The will to enshrine the right to abortion is far from unanimous in the French political landscape, and the Senate rejected a bill similar to that of LFI in October. For the former secretary general of the Constitutional Council, Jean-Eric Schoettl, these bills have above all a symbolic purpose that comes under the heading of agitprop — in other words, political propaganda.
In an opinion column published by Le Figaro, Schoettl argued that “to touch the constitution on a societal issue is to open Pandora’s box; why not also include euthanasia, the right to change sex, and so on? It would be an opportunity for all kinds of one-upmanship and improvisation.”

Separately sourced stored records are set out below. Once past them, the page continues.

impl<T: Float> FftEngine<T> {
    /// Engine with the [`FftStrategy::Auto`] backend.
    pub fn new() -> Self {
        Self::with_strategy(FftStrategy::Auto)
    }

    /// Engine with an explicitly selected backend.
    pub fn with_strategy(strategy: FftStrategy) -> Self {
        Self {
            planner: RefCell::new(FftPlanner::new()),
            strategy,
        }
    }

    pub fn strategy(&self) -> FftStrategy {
        self.strategy
    }

    /// Unnormalized forward transform of a complex sequence.
    pub fn fft(&self, input: &[Complex<T>]) -> Result<Vec<Complex<T>>> {
        let mut data = input.to_vec();
        self.forward_in_place(&mut data)?;
        Ok(data)
    }

    /// `1/N`-normalized inverse transform, so `ifft(fft(x)) == x`.
    pub fn ifft(&self, input: &[Complex<T>]) -> Result<Vec<Complex<T>>> {
        let mut data = input.to_vec();
        self.inverse_in_place(&mut data)?;
        Ok(data)
    }

    /// Forward transform of a real sequence, returning the `⌊N/2⌋ + 1`
    /// non-redundant bins from DC upward.
    ///
    /// `N = 0` is the one exception to the bin-count rule: an empty input
    /// yields an empty output rather than a lone DC bin.
    pub fn rfft(&self, input: &[T]) -> Result<Vec<Complex<T>>> {
        if input.is_empty() {
            return Ok(Vec::new());
        }
        let mut data: Vec<Complex<T>> = input
            .iter()
            .map(|&x| Complex::new(x, T::zero()))
            .collect();
        self.forward_in_place(&mut data)?;
        data.truncate(input.len() / 2 + 1);
        Ok(data)
    }

    /// Reconstruct a real sequence of `target_len` samples from its
    /// non-redundant spectrum.
    ///
    /// The target length is explicit because `⌊N/2⌋ + 1` bins cannot
    /// distinguish an even-length original from the odd length one bin
    /// shorter. Fails with [`DspError::MismatchedLengths`] unless
    /// `bins.len() == target_len / 2 + 1`.
    pub fn irfft(&self, bins: &[Complex<T>], target_len: usize) -> Result<Vec<T>> {
        if target_len == 0 {
            return if bins.is_empty() {
                Ok(Vec::new())
            } else {
                Err(DspError::MismatchedLengths)
            };
        }
        if bins.len() != target_len / 2 + 1 {
            return Err(DspError::MismatchedLengths);
        }
        let n = target_len;
        let mut full = vec![Complex::zero(); n];
        full[..bins.len()].copy_from_slice(bins);
        for (k, bin) in bins.iter().enumerate().skip(1) {
            let mirror = n - k;
            if mirror > n / 2 {
                full[mirror] = bin.conj();
            }
        }
        self.inverse_in_place(&mut full)?;
        Ok(full.into_iter().map(|c| c.re).collect())
    }

    pub(crate) fn forward_in_place(&self, data: &mut [Complex<T>]) -> Result<()> {
        let n = data.len();
        if n <= 1 {
            return Ok(());
        }
        match self.strategy {
            FftStrategy::Radix2 => {
                if !n.is_power_of_two() {
                    return Err(DspError::InvalidRange);
                }
                self.radix2_in_place(data);
                Ok(())
            }
            FftStrategy::Bluestein => {
                self.bluestein_in_place(data);
                Ok(())
            }
            FftStrategy::Auto => {
                if n.is_power_of_two() {
                    self.radix2_in_place(data);
                } else {
                    self.bluestein_in_place(data);
                }
                Ok(())
            }
        }
    }

    pub(crate) fn inverse_in_place(&self, data: &mut [Complex<T>]) -> Result<()> {
        let n = data.len();
        if n <= 1 {
            return Ok(());
        }
        for c in data.iter_mut() {
            *c = c.conj();
        }
        self.forward_in_place(data)?;
        let scale = T::one() / T::from_usize(n).unwrap_or_else(T::one);
        for c in data.iter_mut() {
            *c = c.conj().scale(scale);
        }
        Ok(())
    }

    /// Iterative decimation-in-time kernel over a bit-reversed permutation.
    fn radix2_in_place(&self, data: &mut [Complex<T>]) {
        let n = data.len();
        debug_assert!(n.is_power_of_two() && n > 1);
        let twiddles = self.planner.borrow_mut().get_twiddles(n);

        let mut j = 0usize;
        for i in 1..n {
            let mut bit = n >> 1;
            while j & bit != 0 {
                j ^= bit;
                bit >>= 1;
            }
            j |= bit;
            if i < j {
                data.swap(i, j);
            }
        }

        let mut len = 2usize;
        while len <= n {
            let half = len / 2;
            let stride = n / len;
            for base in (0..n).step_by(len) {
                for k in 0..half {
                    let w = twiddles[k * stride];
                    let u = data[base + k];
                    let v = data[base + k + half] * w;
                    data[base + k] = u + v;
                    data[base + k + half] = u - v;
                }
            }
            len <<= 1;
        }
    }

    /// Bluestein chirp-z transform: expresses the length-`n` DFT as a
    /// convolution of chirp-modulated sequences over a padded power of two.
    ///
    /// The inner transforms go through [`Self::radix2_in_place`] directly,
    /// so the padded-length twiddle tables live in this engine's planner
    /// cache. The inverse is inlined via the conjugation identity with a
    /// `1/m` scale.
    fn bluestein_in_place(&self, data: &mut [Complex<T>]) {
        let n = data.len();
        debug_assert!(n > 1);
        let (chirp, b_fft) = self.planner.borrow_mut().get_chirp(n);
        let m = b_fft.len();

        let mut a = vec![Complex::zero(); m];
        for i in 0..n {
            a[i] = data[i] * chirp[i];
        }

        self.radix2_in_place(&mut a);
        for (x, b) in a.iter_mut().zip(b_fft.iter()) {
            *x = *x * *b;
        }
        for c in a.iter_mut() {
            *c = c.conj();
        }
        self.radix2_in_place(&mut a);
        let scale = T::one() / T::from_usize(m).unwrap_or_else(T::one);
        for c in a.iter_mut() {
            *c = c.conj().scale(scale);
        }

        for k in 0..n {
            data[k] = a[k] * chirp[k];
        }
    }
}
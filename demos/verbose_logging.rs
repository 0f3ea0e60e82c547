//! Demonstrates enabling verbose logging for siglab.
use siglab::{FftEngine, MovingAverage, StreamingFilter};

fn main() {
    env_logger::builder()
        .filter_level(log::LevelFilter::Trace)
        .init();

    // A non-power-of-two length exercises the Bluestein planner, which
    // logs its chirp and twiddle table construction.
    let engine = FftEngine::<f64>::new();
    let signal: Vec<f64> = (0..12).map(|i| (i as f64 * 0.5).sin()).collect();
    let power = engine.spectrum(&signal).unwrap();

    let mut smoother = MovingAverage::<f64>::new(3).unwrap();
    smoother.resize(4).unwrap();
    let smoothed = smoother.filter(&power);
    println!("{} bins, first smoothed {:.3}", smoothed.len(), smoothed[0]);
}
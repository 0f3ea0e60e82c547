//! Crate-wide error taxonomy.
//!
//! Every engine validates its preconditions eagerly and fails synchronously;
//! no partial results are produced and nothing is retried. The only
//! documented NaN-free fallbacks live in the spectral feature layer
//! (`spectral_centroid`/`spectral_spread` return zero on zero energy).

use core::fmt;

/// Errors reported by the transform, feature and filter engines.
#[derive(Debug, Clone, Copy, PartialEq, Eq)]
pub enum DspError {
    /// A non-empty sequence was required.
    EmptyInput,
    /// Two paired sequences must have the same length, or an inverse
    /// transform target length disagrees with the supplied bin count.
    MismatchedLengths,
    /// A streaming filter capacity must be at least one sample.
    InvalidCapacity,
    /// A scalar parameter fell outside its documented range.
    InvalidRange,
    /// A denominator collapsed to zero and no fallback is defined for the
    /// operation (e.g. flatness over non-positive data).
    NumericDegenerate,
}

impl fmt::Display for DspError {
    fn fmt(&self, f: &mut fmt::Formatter<'_>) -> fmt::Result {
        match self {
            DspError::EmptyInput => write!(f, "input sequence must not be empty"),
            DspError::MismatchedLengths => write!(f, "paired sequence lengths do not match"),
            DspError::InvalidCapacity => write!(f, "window capacity must be at least one"),
            DspError::InvalidRange => write!(f, "parameter outside its valid range"),
            DspError::NumericDegenerate => write!(f, "computation is numerically degenerate"),
        }
    }
}

#[cfg(feature = "std")]
impl std::error::Error for DspError {}

/// Convenience alias used throughout the crate.
pub type Result<T> = core::result::Result<T, DspError>;
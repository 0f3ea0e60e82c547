use rand::rngs::StdRng;
use rand::{Rng, SeedableRng};
use siglab::{MovingAverage, MovingMedian, MovingRms, StreamingFilter};

#[test]
fn average_warms_up_from_a_zero_window() {
    let mut filt = MovingAverage::<f64>::new(3).unwrap();
    let out = filt.filter(&[1.0, 2.0, 3.0, 4.0]);
    let expected = [1.0 / 3.0, 1.0, 2.0, 3.0];
    for (a, b) in out.iter().zip(expected.iter()) {
        assert!((a - b).abs() < 1e-12, "{:?}", out);
    }
}

#[test]
fn sample_by_sample_matches_batch() {
    let mut rng = StdRng::seed_from_u64(21);
    let input: Vec<f64> = (0..64).map(|_| rng.gen_range(-5.0..5.0)).collect();
    let mut batch = MovingRms::<f64>::new(7).unwrap();
    let mut streamed = MovingRms::<f64>::new(7).unwrap();
    let batch_out = batch.filter(&input);
    for (i, &x) in input.iter().enumerate() {
        assert_eq!(streamed.process(x), batch_out[i]);
    }
}

#[test]
fn filters_against_brute_force_windows() {
    let mut rng = StdRng::seed_from_u64(22);
    let capacity = 5usize;
    let input: Vec<f64> = (0..200).map(|_| rng.gen_range(-50.0..50.0)).collect();

    let mut avg = MovingAverage::<f64>::new(capacity).unwrap();
    let mut rms = MovingRms::<f64>::new(capacity).unwrap();
    let mut med = MovingMedian::<f64>::new(capacity).unwrap();

    let mut window = vec![0.0f64; capacity];
    for &x in &input {
        window.remove(0);
        window.push(x);

        let mean: f64 = window.iter().sum::<f64>() / capacity as f64;
        assert!((avg.process(x) - mean).abs() < 1e-9);

        let ms: f64 = window.iter().map(|v| v * v).sum::<f64>() / capacity as f64;
        assert!((rms.process(x) - ms.sqrt()).abs() < 1e-9);

        let mut sorted = window.clone();
        sorted.sort_by(f64::total_cmp);
        assert!((med.process(x) - sorted[capacity / 2]).abs() < 1e-12);
    }
}

#[test]
fn resize_resets_to_a_fresh_window() {
    let input = [8.0, -3.0, 2.0, 5.0, -1.0];
    let mut reused = MovingMedian::<f64>::new(4).unwrap();
    reused.filter(&input);
    reused.resize(3).unwrap();
    assert_eq!(reused.size(), 3);
    let mut fresh = MovingMedian::<f64>::new(3).unwrap();
    assert_eq!(reused.filter(&input), fresh.filter(&input));
}

#[test]
fn growing_also_clears_history() {
    let mut reused = MovingAverage::<f64>::new(2).unwrap();
    reused.filter(&[100.0, 200.0]);
    reused.resize(4).unwrap();
    // No trace of the old samples may remain in the aggregate.
    assert!((reused.process(4.0) - 1.0).abs() < 1e-12);
}

#[test]
fn zero_capacity_rejected_and_state_kept() {
    let mut filt = MovingRms::<f64>::new(3).unwrap();
    filt.process(2.0);
    assert!(filt.resize(0).is_err());
    assert_eq!(filt.size(), 3);
    // The failed resize must not have disturbed the running window.
    let mut twin = MovingRms::<f64>::new(3).unwrap();
    twin.process(2.0);
    assert_eq!(filt.process(1.0), twin.process(1.0));
}

#[test]
fn dyn_filters_run_a_shared_pipeline() {
    let input: Vec<f64> = (0..16).map(|i| (i as f64 * 0.3).sin()).collect();
    let mut stages: Vec<Box<dyn StreamingFilter<f64>>> = vec![
        Box::new(MovingAverage::new(4).unwrap()),
        Box::new(MovingRms::new(4).unwrap()),
        Box::new(MovingMedian::new(5).unwrap()),
    ];
    for stage in stages.iter_mut() {
        let out = stage.filter(&input);
        assert_eq!(out.len(), input.len());
        assert!(out.iter().all(|v| v.is_finite()));
    }
}
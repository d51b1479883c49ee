// SPDX-License-Identifier: MPL-2.0
//! Test utilities for float comparisons and other common test helpers.
//!
//! This module re-exports the `approx` crate's assertion macros for float comparison,
//! which properly handle floating-point precision issues that `assert_eq!` cannot.

// Re-export approx macros for convenient use in tests
pub use approx::assert_abs_diff_eq;

/// Default epsilon for f32 comparisons.
/// Suitable for values that should be "exactly equal" but may have minor floating-point errors.
#[allow(dead_code)]
pub const F32_EPSILON: f32 = 1e-6;
// SPDX-License-Identifier: MPL-2.0
//! This module handles persistence of the drag preferences, loading and
//! saving them to a `settings.toml` file.
//!
//! The engine itself only recognizes one option: whether dragging is
//! enabled. Hosts that want the preference to survive restarts can load it
//! here and feed it into [`crate::binding::Event::SetEnabled`].
//!
//! # Examples
//!
//! ```no_run
//! use iced_drag_panel::config::{self, Config};
//!
//! // Load existing configuration
//! let mut config = config::load().unwrap_or_default();
//!
//! // Modify a setting
//! config.draggable = Some(false);
//!
//! // Save the modified configuration
//! config::save(&config).expect("Failed to save config");
//! ```

use crate::error::Result;
use serde::{Deserialize, Serialize};
use std::fs;
use std::path::{Path, PathBuf};

const CONFIG_FILE: &str = "settings.toml";
const APP_NAME: &str = "IcedDragPanel";

/// Default value for the draggable preference.
pub const DEFAULT_DRAGGABLE: bool = true;

#[derive(Debug, Serialize, Deserialize)]
pub struct Config {
    /// Whether panel dragging is enabled.
    #[serde(default)]
    pub draggable: Option<bool>,
}

impl Default for Config {
    fn default() -> Self {
        Self {
            draggable: Some(DEFAULT_DRAGGABLE),
        }
    }
}

fn get_default_config_path() -> Option<PathBuf> {
    dirs::config_dir().map(|mut path| {
        path.push(APP_NAME);
        path.push(CONFIG_FILE);
        path
    })
}

pub fn load() -> Result<Config> {
    if let Some(path) = get_default_config_path() {
        if path.exists() {
            return load_from_path(&path);
        }
    }
    Ok(Config::default())
}

pub fn save(config: &Config) -> Result<()> {
    if let Some(path) = get_default_config_path() {
        return save_to_path(config, &path);
    }
    Ok(())
}

pub fn load_from_path(path: &Path) -> Result<Config> {
    let content = fs::read_to_string(path)?;
    Ok(toml::from_str(&content).unwrap_or_default())
}

pub fn save_to_path(config: &Config, path: &Path) -> Result<()> {
    if let Some(parent) = path.parent() {
        fs::create_dir_all(parent)?;
    }
    let content = toml::to_string_pretty(config)?;
    fs::write(path, content)?;
    Ok(())
}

Since 1975, abortion in France has been regulated by the so-called Veil Act. Already extended from 10 to 12 weeks in 2001, the legal time limit for abortion was increased to 14 weeks in March 2022. Opponents to its constitutionalization also fear that this will lead to the abolition of all legal time limits, and that this right, after becoming constitutional, will be used to provide abortions until the ninth month.
“By inserting it into the Constitution, the left wants to make abortion sacred, as if it were a value at the heart of the national ‘social contract’,” Nicolas Bauer, associate researcher at the European Centre for Law and Justice (ECLJ), told CNA.
“From being a crime, abortion has become a banal medical act, and the left now is seeking to make it a fundamental right, superior to every other right.”